“Herrera is a tricky, dangerous fight…He can take you in to deep water, but he can swim.” -Oscar De La Hoya, Herrera’s promoter
“Scoring more than 5 rounds for Benavidez is nothing short of corruption, or else unbelievable incompetence.” —Connor Ruebusch
“You can fool all the people some of the time, and some of the people all the time, but you cannot fool all the people all the time.” -Abraham Lincoln
I recently published my year-end boxing awards and included the Worst Decision of the Year: as Danny Garcia over Mauricio Herrera. See: http://theboxingtribune.com/2014/12/ted-the-bulls-boxing-awards-for-2014/
The undefeated Garcia was gifted in Puerto Rico on March 3 when he was awarded a decision over a badly underestimated ring general by the name of Mauricio Herrera. Two judges scored it (116-112–or eight rounds to four). These two warrant further scrutiny. “El Maestro” was robbed in plain sight. However, I was premature because another more egregious gifting occurred on December 13 and was virtually predicted by Harold Lederman and the HBO Team.
Lo and behold, this one involved the very same “El Maestro” who gave a boxing lesson to undefeated (but house fighter and favored prospect) Jose Benavidez Jr.

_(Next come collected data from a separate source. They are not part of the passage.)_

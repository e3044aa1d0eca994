//! Application configuration loaded from environment variables.

use std::env;
use std::str::FromStr;
use std::time::Duration;

use relay_core::domain::Endpoint;
use relay_core::relay::{DispatchConfig, RateLimitConfig, RelayConfig, StoreFailurePolicy, WindowLimit};

#[cfg(feature = "redis")]
use relay_infra::RedisConfig;

/// Largest request body read from a caller.
const DEFAULT_MAX_BODY_BYTES: usize = 64 * 1024;

/// Application configuration.
#[derive(Debug, Clone)]
pub struct AppConfig {
    pub host: String,
    pub port: u16,
    pub max_body_bytes: usize,
    pub relay: RelayConfig,
    #[cfg(feature = "redis")]
    pub redis: RedisConfig,
}

impl AppConfig {
    /// Load configuration from environment variables.
    pub fn from_env() -> Self {
        Self {
            host: env::var("HOST").unwrap_or_else(|_| "127.0.0.1".to_string()),
            port: parse_var("PORT").unwrap_or(8080),
            max_body_bytes: parse_var("RELAY_MAX_BODY_BYTES").unwrap_or(DEFAULT_MAX_BODY_BYTES),
            relay: Self::relay_from_env(),
            #[cfg(feature = "redis")]
            redis: RedisConfig::from_env(),
        }
    }

    fn relay_from_env() -> RelayConfig {
        let defaults = RelayConfig::default();
        let rate_defaults = RateLimitConfig::default();

        // RELAY_WEBHOOK_URLS wins; a lone DISCORD_WEBHOOK_URL is the one-shard setup.
        let endpoints = env::var("RELAY_WEBHOOK_URLS")
            .or_else(|_| env::var("DISCORD_WEBHOOK_URL"))
            .map(|v| split_list(&v).into_iter().map(Endpoint::new).collect())
            .unwrap_or_default();

        let on_store_failure = match env::var("RATE_LIMIT_STORE_FAILURE") {
            Ok(v) => v.parse().unwrap_or_else(|e| {
                tracing::warn!("{e}; failing closed");
                StoreFailurePolicy::FailClosed
            }),
            Err(_) => StoreFailurePolicy::default(),
        };

        RelayConfig {
            api_keys: env::var("RELAY_API_KEYS")
                .map(|v| split_list(&v))
                .unwrap_or_default(),
            endpoints,
            rate_limit: RateLimitConfig {
                short: WindowLimit {
                    max_requests: parse_var("RATE_LIMIT_SHORT_MAX")
                        .unwrap_or(rate_defaults.short.max_requests),
                    window: parse_var("RATE_LIMIT_SHORT_WINDOW_SECS")
                        .map(Duration::from_secs)
                        .unwrap_or(rate_defaults.short.window),
                },
                long: WindowLimit {
                    max_requests: parse_var("RATE_LIMIT_LONG_MAX")
                        .unwrap_or(rate_defaults.long.max_requests),
                    window: parse_var("RATE_LIMIT_LONG_WINDOW_SECS")
                        .map(Duration::from_secs)
                        .unwrap_or(rate_defaults.long.window),
                },
                key_prefix: env::var("RATE_LIMIT_KEY_PREFIX").unwrap_or(rate_defaults.key_prefix),
                on_store_failure,
            },
            dispatch: DispatchConfig {
                max_attempts: parse_var("RELAY_MAX_ATTEMPTS")
                    .filter(|n| *n > 0)
                    .unwrap_or(defaults.dispatch.max_attempts),
                attempt_timeout: parse_var("RELAY_ATTEMPT_TIMEOUT_MS")
                    .map(Duration::from_millis)
                    .unwrap_or(defaults.dispatch.attempt_timeout),
            },
            max_content_chars: parse_var("RELAY_MAX_CONTENT_CHARS")
                .unwrap_or(defaults.max_content_chars),
            username: env::var("RELAY_USERNAME").unwrap_or(defaults.username),
            empty_content: env::var("RELAY_EMPTY_CONTENT").unwrap_or(defaults.empty_content),
        }
    }
}

fn parse_var<T: FromStr>(name: &str) -> Option<T> {
    env::var(name).ok().and_then(|s| s.trim().parse().ok())
}

/// Split a comma-separated list, dropping blanks.
fn split_list(value: &str) -> Vec<String> {
    value
        .split(',')
        .map(str::trim)
        .filter(|s| !s.is_empty())
        .map(String::from)
        .collect()
}
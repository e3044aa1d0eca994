//! Domain types - identities, endpoints, payloads and windows.

mod endpoint;
mod identity;
mod payload;
mod submission;
mod window;

pub use endpoint::Endpoint;
pub use identity::{Identity, MAX_IDENTITY_LEN};
pub use payload::{AllowedMentions, DispatchPayload, MAX_EMBEDS, MentionPolicy, truncate_chars};
pub use submission::Submission;
pub use window::WindowKind;
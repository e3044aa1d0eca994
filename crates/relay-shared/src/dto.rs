//! Data Transfer Objects - response bodies for the relay API.

use serde::{Deserialize, Serialize};

/// Body returned when a message reached a webhook.
#[derive(Debug, Clone, Serialize, Deserialize)]
pub struct RelayResponse {
    pub success: bool,
    /// Index of the endpoint that accepted the message.
    pub shard: usize,
    /// HTTP status the accepting endpoint answered with.
    pub downstream_status: u16,
    #[serde(skip_serializing_if = "Option::is_none")]
    pub request_id: Option<String>,
}

/// Liveness answer on the relay route itself.
#[derive(Debug, Clone, Serialize, Deserialize)]
pub struct LivenessResponse {
    pub status: String,
    pub message: String,
}

impl LivenessResponse {
    pub fn ok() -> Self {
        Self {
            status: "OK".to_string(),
            message: "API is working".to_string(),
        }
    }
}

/// Service health, with build version.
#[derive(Debug, Clone, Serialize, Deserialize)]
pub struct HealthResponse {
    pub status: String,
    pub version: String,
    pub timestamp: String,
}
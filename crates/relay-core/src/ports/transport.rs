//! Outbound webhook transport port.

use async_trait::async_trait;
use std::time::Duration;

use crate::domain::{DispatchPayload, Endpoint};

/// Sends one payload to one endpoint.
#[async_trait]
pub trait WebhookTransport: Send + Sync {
    /// POST `payload` to `endpoint`, giving up after `timeout`.
    ///
    /// The dispatcher also cuts every attempt at the same deadline, so a
    /// transport that ignores `timeout` still cannot stretch a request.
    ///
    /// Returns the HTTP status code whenever a response arrived, whatever its
    /// class. Status classification belongs to the dispatcher.
    async fn send(
        &self,
        endpoint: &Endpoint,
        payload: &DispatchPayload,
        timeout: Duration,
    ) -> Result<u16, TransportError>;
}

/// Failures that prevented any HTTP response from arriving.
#[derive(Debug, thiserror::Error)]
pub enum TransportError {
    #[error("Request timed out")]
    Timeout,

    #[error("Connection failed: {0}")]
    Connection(String),

    #[error("Request failed: {0}")]
    Request(String),
}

Now punch statistics cannot tell the entire story of a fight, but in this case the crafty Herrera landed a record number of body shots, and kept the younger Benavidez on the ropes for much of the fight. El Maestro (21-5, 7 KOs) stuck with his effective game plan of using a stiff jab often to the mid-section and constantly landing impressive stuff to the body, as he outworked and outhustled Benavidez. For his part, Benavidez gave away most of the rounds by being less inactive. Herrera, according to Compubox, outlanded him in each and every category and numbers don’t lie.
When Michael Buffer prepared to announce the results, I sensed something would be coming up that would smell less than roses and I was not disappointed. Judges Max DeLuca and under-the-radar Erik Cheek had it 116-112 while Dave Moretti scored it 117-111 all for Benavidez (22-0). I had it 117-111 for Herrera. As Harold Lederman surmised before the fight, maybe ’El Maestro’s” considerable skills are something the judges are not impressed with, but when you can predict something wrong will happen and then it does, that’s not just bizarre or dubious, that something far worse.
In a sport where Mickey Rourke fights in Russia at age 62 and Shannon Briggs is “acting” like a mad man stalker, boxing sometimes can be mistaken for a freak show. This kind of scoring makes it look worse.